• **TASK STATEMENT**: Return, exactly and in full, the lines of the records below starting at the one with "let (_, px) = raster_line(&m, 9);" and ending at the one with "if it is free.", and no other lines.
==== RECORDS FOR THE TASK ====
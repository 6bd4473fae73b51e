//! Reflected view of another rasterizer.

use crate::priority;
use crate::rast::{blank_line, RasterCtx, Rasterize, TargetBuffer};

/// Renders the rows of `inner` bottom-up, and optionally right-to-left.
///
/// Putting the same rasterizer in two bands, once directly and once behind a
/// `Mirror`, draws vertically symmetric content (floor and ceiling, say) from
/// half the storage.
pub struct Mirror<'a> {
    inner: &'a dyn Rasterize,
    height: usize,
    horizontal: bool,
}

impl<'a> Mirror<'a> {
    /// Flips the top `height` lines of `inner` upside down.
    pub fn new(inner: &'a dyn Rasterize, height: usize) -> Self {
        Mirror {
            inner,
            height,
            horizontal: false,
        }
    }

    /// Additionally reverses each line left-to-right.
    pub fn with_horizontal(self) -> Self {
        Mirror {
            horizontal: true,
            ..self
        }
    }
}

impl<'a> Rasterize for Mirror<'a> {
    #[cfg_attr(target_os = "none", link_section = ".ramcode")]
    fn rasterize(
        &self,
        line: usize,
        target: &mut TargetBuffer,
        ctx: &mut RasterCtx,
        p: priority::I0,
    ) {
        if line >= self.height {
            return blank_line(ctx);
        }
        self.inner.rasterize(self.height - 1 - line, target, ctx, p);
        // The inner rasterizer's repeats run downward in its own coordinates,
        // which is upward here.
        ctx.repeat_lines = 0;
        if self.horizontal {
            let range = ctx.target_range.clone();
            target[range].reverse();
        }
    }

    fn end_of_frame(&self, p: priority::I0) {
        self.inner.end_of_frame(p)
    }
}

#[cfg(test)]
mod tests {
    use super::*;
    use crate::rast::test_util::{i0, raster_line};
    use core::sync::atomic::{AtomicUsize, Ordering};

    /// Draws the line number followed by a ramp, and counts frames.
    struct Ramp(AtomicUsize);

    impl Rasterize for Ramp {
        fn rasterize(
            &self,
            line: usize,
            target: &mut TargetBuffer,
            ctx: &mut RasterCtx,
            _: priority::I0,
        ) {
            target[0] = line as u8;
            for i in 1..4 {
                target[i] = 100 + i as u8;
            }
            ctx.target_range = 0..4;
            ctx.repeat_lines = 3;
        }

        fn end_of_frame(&self, _: priority::I0) {
            self.0.fetch_add(1, Ordering::Relaxed);
        }
    }

    #[test]
    fn maps_lines_bottom_up() {
        let ramp = Ramp(AtomicUsize::new(0));
        let m = Mirror::new(&ramp, 10);
        let (ctx, px) = raster_line(&m, 0);
        assert_eq!(px, vec![9, 101, 102, 103]);
        assert_eq!(ctx.repeat_lines, 0);
        let (_, px) = raster_line(&m, 9);
        assert_eq!(px[0], 0);
        let (ctx, _) = raster_line(&m, 10);
        assert!(ctx.target_range.is_empty());
    }

    #[test]
    fn horizontal_reverses_valid_range() {
        let ramp = Ramp(AtomicUsize::new(0));
        let m = Mirror::new(&ramp, 4).with_horizontal();
        let (_, px) = raster_line(&m, 1);
        assert_eq!(px, vec![103, 102, 101, 2]);
    }

    #[test]
    fn forwards_end_of_frame() {
        let ramp = Ramp(AtomicUsize::new(0));
        Mirror::new(&ramp, 4).end_of_frame(i0());
        assert_eq!(ramp.0.load(Ordering::Relaxed), 1);
    }
}
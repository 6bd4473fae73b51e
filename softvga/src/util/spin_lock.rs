//! Non-blocking mutual exclusion for sharing between interrupt handlers and
//! the application.
//!
//! On a single core, a lock held by preempted code can never be released
//! while the preempting handler waits for it, so handlers must not wait.
//! `SpinLock::try_lock` therefore fails instead of blocking. The driver uses a
//! failure as a sign of a bug (two handlers fighting over hardware) or as a
//! cue to skip some work, never as something to retry from an interrupt.

use core::cell::UnsafeCell;
use core::fmt;
use core::ops::{Deref, DerefMut};
use core::sync::atomic::{AtomicBool, Ordering};

/// A `T` that can be locked by one context at a time.
#[derive(Debug)]
pub struct SpinLock<T: ?Sized> {
    held: AtomicBool,
    value: UnsafeCell<T>,
}

unsafe impl<T: ?Sized + Send> Sync for SpinLock<T> {}

impl<T> SpinLock<T> {
    pub const fn new(value: T) -> Self {
        SpinLock {
            held: AtomicBool::new(false),
            value: UnsafeCell::new(value),
        }
    }
}

#[derive(Copy, Clone, Debug, Eq, PartialEq)]
pub enum SpinLockError {
    /// Somebody else holds the lock.
    Contended,
}

impl fmt::Display for SpinLockError {
    fn fmt(&self, f: &mut fmt::Formatter) -> fmt::Result {
        f.write_str("spinlock contended")
    }
}

impl<T: ?Sized + Send> SpinLock<T> {
    /// Takes the lock if it is free.
    pub fn try_lock(&self) -> Result<SpinLockGuard<T>, SpinLockError> {
        self.held
            .compare_exchange(false, true, Ordering::Acquire, Ordering::Relaxed)
            .map_err(|_| SpinLockError::Contended)?;
        Ok(SpinLockGuard {
            release: Release(&self.held),
            // Safety: the flag transition above is ours alone, so this is the
            // only reference until `release` drops.
            value: unsafe { &mut *self.value.get() },
        })
    }

    /// Takes the lock, spinning until it is free. Only for use from thread
    /// mode, against holders that will eventually run.
    pub fn lock(&self) -> SpinLockGuard<T> {
        loop {
            if let Ok(guard) = self.try_lock() {
                return guard;
            }
            core::hint::spin_loop()
        }
    }

    /// Checks whether the lock is currently held, without taking it.
    pub fn is_locked(&self) -> bool {
        self.held.load(Ordering::Relaxed)
    }
}

/// Access to the contents of a locked `SpinLock`. The lock is released when
/// this is dropped.
#[must_use = "if dropped, the spinlock will immediately unlock"]
#[derive(Debug)]
pub struct SpinLockGuard<'a, T: ?Sized> {
    release: Release<'a>,
    value: &'a mut T,
}

/// Clears the held flag on drop. Kept apart from the guard, which has no
/// `Drop` impl of its own and so can be taken apart by `map`.
#[derive(Debug)]
struct Release<'a>(&'a AtomicBool);

impl<'a> Drop for Release<'a> {
    fn drop(&mut self) {
        self.0.store(false, Ordering::Release)
    }
}

impl<'a, T: ?Sized> SpinLockGuard<'a, T> {
    /// Narrows a guard to part of what it protects. The lock stays held until
    /// the new guard is dropped.
    pub fn map<U: ?Sized>(
        guard: SpinLockGuard<'a, T>,
        f: impl FnOnce(&mut T) -> &mut U,
    ) -> SpinLockGuard<'a, U> {
        let SpinLockGuard { release, value } = guard;
        SpinLockGuard {
            release,
            value: f(value),
        }
    }
}

impl<'a, T: ?Sized> Deref for SpinLockGuard<'a, T> {
    type Target = T;

    fn deref(&self) -> &T {
        self.value
    }
}

impl<'a, T: ?Sized> DerefMut for SpinLockGuard<'a, T> {
    fn deref_mut(&mut self) -> &mut T {
        self.value
    }
}

#[cfg(test)]
mod tests {
    use super::*;

    #[test]
    fn exclusive() {
        let lock = SpinLock::new(3);
        let mut g = lock.try_lock().unwrap();
        assert_eq!(lock.try_lock().unwrap_err(), SpinLockError::Contended);
        *g += 1;
        drop(g);
        assert_eq!(*lock.try_lock().unwrap(), 4);
    }

    #[test]
    fn map_keeps_lock() {
        let lock = SpinLock::new((1, Some(2)));
        let g = SpinLockGuard::map(lock.try_lock().unwrap(), |t| &mut t.1);
        assert!(lock.is_locked());
        assert_eq!(*g, Some(2));
        drop(g);
        assert!(!lock.is_locked());
    }

    #[test]
    fn lock_when_free() {
        let lock = SpinLock::new(Some(1u8));
        *lock.lock() = None;
        assert_eq!(*lock.lock(), None);
    }
}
====
• **SOLVED EXERCISE**:
        let (_, px) = raster_line(&m, 9);
        assert_eq!(px[0], 0);
        let (ctx, _) = raster_line(&m, 10);
        assert!(ctx.target_range.is_empty());
    }

    #[test]
    fn horizontal_reverses_valid_range() {
        let ramp = Ramp(AtomicUsize::new(0));
        let m = Mirror::new(&ramp, 4).with_horizontal();
        let (_, px) = raster_line(&m, 1);
        assert_eq!(px, vec![103, 102, 101, 2]);
    }

    #[test]
    fn forwards_end_of_frame() {
        let ramp = Ramp(AtomicUsize::new(0));
        Mirror::new(&ramp, 4).end_of_frame(i0());
        assert_eq!(ramp.0.load(Ordering::Relaxed), 1);
    }
}
repository 6bd4473fae73b51e
filename softvga/src/util/spin_lock.rs
//! Non-blocking mutual exclusion for sharing between interrupt handlers and
//! the application.
//!
//! On a single core, a lock held by preempted code can never be released
//! while the preempting handler waits for it, so handlers must not wait.
//! `SpinLock::try_lock` therefore fails instead of blocking. The driver uses a
//! failure as a sign of a bug (two handlers fighting over hardware) or as a
//! cue to skip some work, never as something to retry from an interrupt.

use core::cell::UnsafeCell;
use core::fmt;
use core::ops::{Deref, DerefMut};
use core::sync::atomic::{AtomicBool, Ordering};

/// A `T` that can be locked by one context at a time.
#[derive(Debug)]
pub struct SpinLock<T: ?Sized> {
    held: AtomicBool,
    value: UnsafeCell<T>,
}

unsafe impl<T: ?Sized + Send> Sync for SpinLock<T> {}

impl<T> SpinLock<T> {
    pub const fn new(value: T) -> Self {
        SpinLock {
            held: AtomicBool::new(false),
            value: UnsafeCell::new(value),
        }
    }
}

#[derive(Copy, Clone, Debug, Eq, PartialEq)]
pub enum SpinLockError {
    /// Somebody else holds the lock.
    Contended,
}

impl fmt::Display for SpinLockError {
    fn fmt(&self, f: &mut fmt::Formatter) -> fmt::Result {
        f.write_str("spinlock contended")
    }
}

impl<T: ?Sized + Send> SpinLock<T> {
    /// Takes the lock if it is free.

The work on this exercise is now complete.